### PROBLEM TO SOLVE
Each line of the entries that mentions the string "migrations" needs to be reported.

Recorded data:
-=-=-=-=-

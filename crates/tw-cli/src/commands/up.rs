//! Up command implementation

use anyhow::Result;

use crate::cli::{Direction, GlobalArgs, UpArgs};
use crate::commands::common::{
    print_report, run_batch, ExitCode, ProjectContext, EXIT_MIGRATION,
};

/// Execute the up command
pub fn execute(args: &UpArgs, global: &GlobalArgs) -> Result<()> {
    let project = ProjectContext::load(global)?;
    let selected = project.select(args.migrations.as_deref())?;
    if selected.is_empty() {
        println!("No migrations found.");
        return Ok(());
    }

    let db = project.open_database(global)?;
    println!("Applying {} migrations...\n", selected.len());
    let report = run_batch(&project, &selected, Direction::Up, &db, args.keep_going);
    print_report(&report, "Applied");

    if report.failed() > 0 {
        return Err(ExitCode(EXIT_MIGRATION).into());
    }
    Ok(())
}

-=-=-=-=-

### RESULT OF THIS TASK
    let selected = project.select(args.migrations.as_deref())?;
        println!("No migrations found.");
    println!("Applying {} migrations...\n", selected.len());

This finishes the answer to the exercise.